As mentioned by Pane and Myers (1996), the ability for students to provide semantically correct code is hindered by their ability to recall and apply correct syntax. While precautions were taken in order to make information visible to the students by allowing students an extract of the Oracle’s Java Docs, as recommended by Pane and Myers (Anderson as cited in 1996), perhaps this information was not enough to alleviate the dependence on students’ working memory in order for them to be able to perform well.

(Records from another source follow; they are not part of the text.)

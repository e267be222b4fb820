//! Heuristic lyrics extraction from arbitrary page HTML.
//!
//! A priority-ordered chain of strategies, each returning zero or more
//! candidate text blocks. The first layer that yields anything wins; within
//! a layer the longest block (by characters) is chosen, since short blocks
//! are usually navigation or ad boilerplate rather than lyrics.

use once_cell::sync::Lazy;
use regex::Regex;
use scraper::{ElementRef, Html, Selector};

/// Word-count floor for the generic layers. The site-marker layer is
/// exempt: a page that explicitly tags its lyrics container is trusted.
const MIN_WORDS: usize = 20;

/// Attribute marker used by the largest lyrics host for its containers
const LYRICS_CONTAINER_SELECTOR: &str = r#"[data-lyrics-container="true"]"#;

/// Generic selectors associated with lyric content, tried after the
/// site-specific and article layers
const LYRIC_SELECTORS: &[&str] = &[
    ".lyrics",
    ".lyric",
    "#lyrics",
    "[class*='lyric']",
    "[id*='lyric']",
    "main",
];

static SECTION_LABEL_RE: Lazy<Regex> = Lazy::new(|| {
    Regex::new(r"(?i)\b(chorus|verse|bridge|intro|outro):\s*")
        .expect("Invalid section label regex")
});

static BLANK_RUN_RE: Lazy<Regex> = Lazy::new(|| {
    Regex::new(r"\n{3,}").expect("Invalid blank run regex")
});

/// Extract the lyrics text block from raw HTML, if the page has one.
///
/// Layers, in priority order: explicit lyrics-container marker, `article`
/// semantic block, generic lyric selectors, all-paragraphs fallback. Every
/// layer except the first requires more than [`MIN_WORDS`] words.
pub fn extract_lyrics(html: &str) -> Option<String> {
    let document = Html::parse_document(html);

    let layers: [fn(&Html) -> Vec<String>; 4] = [
        marked_containers,
        article_block,
        lyric_selectors,
        paragraph_fallback,
    ];

    for layer in layers {
        let candidates = layer(&document);
        if let Some(best) = candidates.into_iter().max_by_key(String::len) {
            return Some(postprocess(&best));
        }
    }

    None
}

/// Layer 1: elements explicitly marked as lyrics containers. No word floor.
fn marked_containers(document: &Html) -> Vec<String> {
    let Ok(selector) = Selector::parse(LYRICS_CONTAINER_SELECTOR) else {
        return Vec::new();
    };
    document
        .select(&selector)
        .map(element_text)
        .filter(|t| !t.is_empty())
        .collect()
}

/// Layer 2: the page's primary article block, if it carries enough words.
fn article_block(document: &Html) -> Vec<String> {
    let Ok(selector) = Selector::parse("article") else {
        return Vec::new();
    };
    document
        .select(&selector)
        .next()
        .map(|el| element_text(el))
        .filter(|t| word_count(t) > MIN_WORDS)
        .into_iter()
        .collect()
}

/// Layer 3: generic lyric-ish selectors and the main landmark.
fn lyric_selectors(document: &Html) -> Vec<String> {
    let mut candidates = Vec::new();
    for sel in LYRIC_SELECTORS {
        let Ok(selector) = Selector::parse(sel) else {
            continue;
        };
        for node in document.select(&selector) {
            let text = element_text(node);
            if word_count(&text) > MIN_WORDS {
                candidates.push(text);
            }
        }
    }
    candidates
}

/// Layer 4: concatenate every paragraph on the page.
fn paragraph_fallback(document: &Html) -> Vec<String> {
    let Ok(selector) = Selector::parse("p") else {
        return Vec::new();
    };
    let text = document
        .select(&selector)
        .map(|p| {
            p.text()
                .map(str::trim)
                .filter(|t| !t.is_empty())
                .collect::<Vec<_>>()
                .join(" ")
        })
        .filter(|t| !t.is_empty())
        .collect::<Vec<_>>()
        .join("\n");

    if word_count(&text) > MIN_WORDS {
        vec![text]
    } else {
        Vec::new()
    }
}

/// Collect an element's text nodes, one per line, trimmed and de-blanked.
/// This keeps `<br>`-separated lyrics lines as separate lines.
fn element_text(el: ElementRef) -> String {
    el.text()
        .map(str::trim)
        .filter(|t| !t.is_empty())
        .collect::<Vec<_>>()
        .join("\n")
}

fn word_count(text: &str) -> usize {
    text.split_whitespace().count()
}

/// Strip structural labels ("chorus:", "verse:", ...) and collapse runs of
/// blank lines left behind.
fn postprocess(block: &str) -> String {
    let stripped = SECTION_LABEL_RE.replace_all(block, "");
    BLANK_RUN_RE.replace_all(&stripped, "\n\n").trim().to_string()
}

One aspect the students did seem to appreciate was the ability to restructure their solutions once written, as indicated by several students in the test group when asked’ what was useful about the exam format?’. Allowing editing of the answers was likened to “what an actual programmer does”, or “being more natural” as going back and changing parts is closer to the iterative process the students learn when taking their first steps to learning to program. The previous essay format would not allow this approach to solving programming problems. As stated by Pane and Myers (Davies as cited in 1996), the end product is rarely a result of the order in which it was created. Although this could not be measured in terms of the results of this study, the feature was still expressed as a welcome addition to the exam format by the students in the test group.

Furthermore, although an assumption was made that the context of learning programming (using a computer) and method of assessment (using pen-and-paper) would affect memory, this potential difference could not be measured using the results. This could indicate that programming ability and the material learnt is closer to meaningful material as it was mentioned by Lieberman (2011), which is not effected by environmental context to the same extent as presumed.

Ensuring fair grading of the students’ contributions by applying measures to ensure anonymity of each paper, and by using the same grading template for all test results the researcher’s influence were minimised as much as possible, adding credibility to the findings of this study. However, for future work, in order to draw any definite conclusions, and to dismiss or prove the hypothesis of this paper, the experiment would need to be repeated, preferably using a larger, if not much larger sample. Although 20 students partook in the experiment of this study, perhaps double of that amount would be an adequate number to aim for. Furthermore, perhaps a better choice of strata would be to divide students by grade rather than self-reported programming experience.

Moving forward, it is still important to continue to evaluate the assessment method used in programming courses as the problem of low attaining rates persists, in order to understand whether the exam mode is partly to fault for the high rate of students failing these types of courses.